Speaking of an index, which area town has the highest percentage of subsidized year-round housing for working families?
The answer: Cranberry isles, with 10 such homes on Great Cranberry Island and Islesford. My Friend Dick Bloom in the Islander wrote about two new modular homes being added this summer.
According to the 2020 census, the islands have a year-round population of 160.
The 10 homes were the work of the Cranberry Isles Realty Trust, formed in 1996 when the number of unbridged islands in Maine with a year-round population had fallen from 300 a century ago to just 15.
By comparison The Island Housing Trust, which was founded in 1989 and serves all four MDI towns, has acquired or built 45 units to serve a population of 10,000 year-round residents.
Bar Harbor is the only municipality on MDI with a detailed strategy to attack the housing crisis.

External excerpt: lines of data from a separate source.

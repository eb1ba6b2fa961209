//! Bounded TTL cache
//!
//! Entries are indexed twice: by key for lookups and by insertion time for
//! eviction. Expired entries are dropped by [`BoundedTtlCache::sweep`] (run
//! periodically by the owner) and are never returned by reads in between.
//! Inserting past `max_entries` evicts the oldest entries first.

use std::collections::{BTreeMap, HashMap};
use std::hash::Hash;
use std::time::{Duration, Instant};

/// When entries leave the cache
#[derive(Debug, Clone, Copy, PartialEq, Eq)]
pub struct EvictionPolicy {
    /// Age after which an entry is expired
    pub ttl: Duration,
    /// Hard cap on live entries
    pub max_entries: usize,
}

impl EvictionPolicy {
    pub fn new(ttl: Duration, max_entries: usize) -> Self {
        Self {
            ttl,
            max_entries: max_entries.max(1),
        }
    }

    fn is_expired(&self, inserted_at: Instant, now: Instant) -> bool {
        now.saturating_duration_since(inserted_at) >= self.ttl
    }
}

impl Default for EvictionPolicy {
    fn default() -> Self {
        Self::new(Duration::from_secs(600), 1000)
    }
}

#[derive(Debug)]
struct Entry<V> {
    value: V,
    inserted_at: Instant,
    seq: u64,
}

/// Size-capped map whose entries expire a fixed time after insertion
#[derive(Debug)]
pub struct BoundedTtlCache<K, V> {
    policy: EvictionPolicy,
    entries: HashMap<K, Entry<V>>,
    /// (inserted_at, seq) -> key, oldest first
    by_age: BTreeMap<(Instant, u64), K>,
    next_seq: u64,
    evictions: u64,
}

impl<K, V> BoundedTtlCache<K, V>
where
    K: Eq + Hash + Clone,
{
    pub fn new(policy: EvictionPolicy) -> Self {
        Self {
            policy,
            entries: HashMap::new(),
            by_age: BTreeMap::new(),
            next_seq: 0,
            evictions: 0,
        }
    }

    pub fn policy(&self) -> &EvictionPolicy {
        &self.policy
    }

    /// Insert or replace; a replaced entry gets a fresh insertion time
    pub fn insert(&mut self, key: K, value: V) -> Option<V> {
        self.insert_at(key, value, Instant::now())
    }

    pub fn insert_at(&mut self, key: K, value: V, now: Instant) -> Option<V> {
        let previous = self.remove(&key);

        let seq = self.next_seq;
        self.next_seq += 1;
        self.by_age.insert((now, seq), key.clone());
        self.entries.insert(
            key,
            Entry {
                value,
                inserted_at: now,
                seq,
            },
        );

        while self.entries.len() > self.policy.max_entries {
            if !self.evict_oldest() {
                break;
            }
        }
        previous
    }

    pub fn get(&self, key: &K) -> Option<&V> {
        self.get_at(key, Instant::now())
    }

    pub fn get_at(&self, key: &K, now: Instant) -> Option<&V> {
        self.entries
            .get(key)
            .filter(|e| !self.policy.is_expired(e.inserted_at, now))
            .map(|e| &e.value)
    }

    pub fn contains(&self, key: &K) -> bool {
        self.get(key).is_some()
    }

    pub fn remove(&mut self, key: &K) -> Option<V> {
        let entry = self.entries.remove(key)?;
        self.by_age.remove(&(entry.inserted_at, entry.seq));
        Some(entry.value)
    }

    fn evict_oldest(&mut self) -> bool {
        match self.by_age.pop_first() {
            Some((_, key)) => {
                self.entries.remove(&key);
                self.evictions += 1;
                true
            }
            None => false,
        }
    }

    /// Drop every expired entry; returns how many were removed
    pub fn sweep(&mut self) -> usize {
        self.sweep_at(Instant::now())
    }

    pub fn sweep_at(&mut self, now: Instant) -> usize {
        let mut removed = 0;
        while let Some(((inserted_at, _), _)) = self.by_age.first_key_value() {
            if !self.policy.is_expired(*inserted_at, now) {
                break;
            }
            if let Some((_, key)) = self.by_age.pop_first() {
                self.entries.remove(&key);
                removed += 1;
            }
        }
        removed
    }

    /// Entries currently stored, expired-but-unswept ones included
    pub fn len(&self) -> usize {
        self.entries.len()
    }

    pub fn is_empty(&self) -> bool {
        self.entries.is_empty()
    }

    /// Entries removed by the size cap since creation
    pub fn evictions(&self) -> u64 {
        self.evictions
    }

    pub fn clear(&mut self) {
        self.entries.clear();
        self.by_age.clear();
    }
}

Mount Desert tweaked its zoning ordinance to allow for more density in the village of Northeast Harbor and will face a big test Wednesday night when an application for six housing units come up for consideration before the Planning Board.
Otherwise, Mount Desert, Southwest Harbor and Tremont have nothing in the works. Tremont is considering registration of short-term vacation rentals proposed by a consultant whose work was rejected by the Mount Desert select board and who has publicly declared a conflict because he operates a rental in Tremont.
The consultant said he first wants to collect data. All he has to do is park his car every afternoon at 4:30 at the head of Southwest Harbor and count the vehicle streaming out of town.
Planning board says conversion of vacation rentals to hotel does not require its approval
BAR HARBOR - If every existing vacation rental unit in downtown were to change to a hotel, how much revenue would the town lose?
That was not considered by the Planning Board Wednesday night when it voted 4-1 to approve a request by former planning chair Tom St. Germain for his client, Destination LLC, to forego a public hearing on its request to convert four vacation rental units to a hotel or motel.
St. Germain apparently is now a “rotating door” operative selling his knowledge of the land use ordinance as a consultant to commercial real estate owners.
The board only considered traffic implications and the ability for the owners to rent units by the night instead of multiple nights as required by the town’s vacation rental ordinance. The owners said the operating changes would be minimal.
New member Cosmo Nims said the increased frequency would likely increase traffic. He was the only vote against having the application be a staff decision, as opposed a board decision.
The board did not discuss the loss of registration fees paid by vacation rentals to the town.
SWH wants say on hazardous waste disposal as renewal of transfer station pact come into focus
SOUTHWEST HARBOR - What exactly is household hazardous waste?
I’m not sure but an awful lot of people line up once a year at the parking lot of the high school to dump them into vessels which are then carefully handled and disposed of by vendors hired to perform such a service.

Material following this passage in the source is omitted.